»»

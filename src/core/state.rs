//! Run state models

use crate::core::{job::JobSpec, parameter::BoundParameters, pipeline::Branch};
use chrono::{DateTime, Utc};
use serde::{Deserialize, Serialize};
use std::fmt;
use uuid::Uuid;

/// Overall run status
#[derive(Debug, Clone, Copy, PartialEq, Eq, Serialize, Deserialize)]
pub enum RunStatus {
    /// Run has been created but not started
    Pending,
    /// Condition evaluated, job in progress
    Executing,
    /// Training job succeeded
    Succeeded,
    /// Validation failed, input was missing, or training failed
    Failed,
}

impl RunStatus {
    pub fn is_terminal(&self) -> bool {
        matches!(self, RunStatus::Succeeded | RunStatus::Failed)
    }
}

impl fmt::Display for RunStatus {
    fn fmt(&self, f: &mut fmt::Formatter<'_>) -> fmt::Result {
        write!(f, "{:?}", self)
    }
}

/// Which branch a run took
#[derive(Debug, Clone, Copy, PartialEq, Eq, Serialize, Deserialize)]
pub enum BranchTaken {
    Train,
    Fail,
}

/// One execution of a pipeline
#[derive(Debug, Clone, Serialize, Deserialize)]
pub struct PipelineRun {
    /// Unique run ID
    pub run_id: Uuid,

    pub pipeline_name: String,

    /// Parameters bound at submission
    pub parameters: BoundParameters,

    pub status: RunStatus,

    /// Set once the condition has been evaluated
    pub branch: Option<BranchTaken>,

    /// Only present on the train branch
    pub job: Option<JobSpec>,

    pub started_at: Option<DateTime<Utc>>,

    pub completed_at: Option<DateTime<Utc>>,

    /// Human-readable reason attached to a failed run
    pub failure_reason: Option<String>,
}

impl PipelineRun {
    /// Create a new pending run
    pub fn new(pipeline_name: &str, parameters: BoundParameters) -> Self {
        Self {
            run_id: Uuid::new_v4(),
            pipeline_name: pipeline_name.to_string(),
            parameters,
            status: RunStatus::Pending,
            branch: None,
            job: None,
            started_at: None,
            completed_at: None,
            failure_reason: None,
        }
    }

    /// Mark run as started
    pub fn start(&mut self) {
        self.status = RunStatus::Executing;
        self.started_at = Some(Utc::now());
    }

    /// Record the evaluated branch
    pub fn record_branch(&mut self, branch: &Branch) {
        match branch {
            Branch::Train(job) => {
                self.branch = Some(BranchTaken::Train);
                self.job = Some(job.clone());
            }
            Branch::Fail(_) => {
                self.branch = Some(BranchTaken::Fail);
            }
        }
    }

    /// Mark run as succeeded
    pub fn succeed(&mut self) {
        self.status = RunStatus::Succeeded;
        self.completed_at = Some(Utc::now());
    }

    /// Mark run as failed with a reason
    pub fn fail(&mut self, reason: impl Into<String>) {
        self.status = RunStatus::Failed;
        self.failure_reason = Some(reason.into());
        self.completed_at = Some(Utc::now());
    }
}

««

■ ACTIVITY
Everything in the listing needs to appear again exactly.

■ TASK ANSWER
filename src/core/state.rs
//! Run state models

use crate::core::{job::JobSpec, parameter::BoundParameters, pipeline::Branch};
use chrono::{DateTime, Utc};
use serde::{Deserialize, Serialize};
use std::fmt;
use uuid::Uuid;

/// Overall run status
#[derive(Debug, Clone, Copy, PartialEq, Eq, Serialize, Deserialize)]
pub enum RunStatus {
    /// Run has been created but not started
    Pending,
    /// Condition evaluated, job in progress
    Executing,
    /// Training job succeeded
    Succeeded,
    /// Validation failed, input was missing, or training failed
    Failed,
}

impl RunStatus {
    pub fn is_terminal(&self) -> bool {
        matches!(self, RunStatus::Succeeded | RunStatus::Failed)
    }
}

impl fmt::Display for RunStatus {
    fn fmt(&self, f: &mut fmt::Formatter<'_>) -> fmt::Result {
        write!(f, "{:?}", self)
    }
}

/// Which branch a run took
#[derive(Debug, Clone, Copy, PartialEq, Eq, Serialize, Deserialize)]
pub enum BranchTaken {
    Train,
    Fail,
}

/// One execution of a pipeline
#[derive(Debug, Clone, Serialize, Deserialize)]
pub struct PipelineRun {
    /// Unique run ID
    pub run_id: Uuid,

    pub pipeline_name: String,

    /// Parameters bound at submission
    pub parameters: BoundParameters,

    pub status: RunStatus,

    /// Set once the condition has been evaluated
    pub branch: Option<BranchTaken>,

    /// Only present on the train branch
    pub job: Option<JobSpec>,

    pub started_at: Option<DateTime<Utc>>,

    pub completed_at: Option<DateTime<Utc>>,

    /// Human-readable reason attached to a failed run
    pub failure_reason: Option<String>,
}

impl PipelineRun {
    /// Create a new pending run
    pub fn new(pipeline_name: &str, parameters: BoundParameters) -> Self {
        Self {
            run_id: Uuid::new_v4(),
            pipeline_name: pipeline_name.to_string(),
            parameters,
            status: RunStatus::Pending,
            branch: None,
            job: None,
            started_at: None,
            completed_at: None,
            failure_reason: None,
        }
    }

    /// Mark run as started
    pub fn start(&mut self) {
        self.status = RunStatus::Executing;
        self.started_at = Some(Utc::now());
    }

    /// Record the evaluated branch
    pub fn record_branch(&mut self, branch: &Branch) {
        match branch {
            Branch::Train(job) => {
                self.branch = Some(BranchTaken::Train);
                self.job = Some(job.clone());
            }
            Branch::Fail(_) => {
                self.branch = Some(BranchTaken::Fail);
            }
        }
    }

    /// Mark run as succeeded
    pub fn succeed(&mut self) {
        self.status = RunStatus::Succeeded;
        self.completed_at = Some(Utc::now());
    }

    /// Mark run as failed with a reason
    pub fn fail(&mut self, reason: impl Into<String>) {
        self.status = RunStatus::Failed;
        self.failure_reason = Some(reason.into());
        self.completed_at = Some(Utc::now());
    }
}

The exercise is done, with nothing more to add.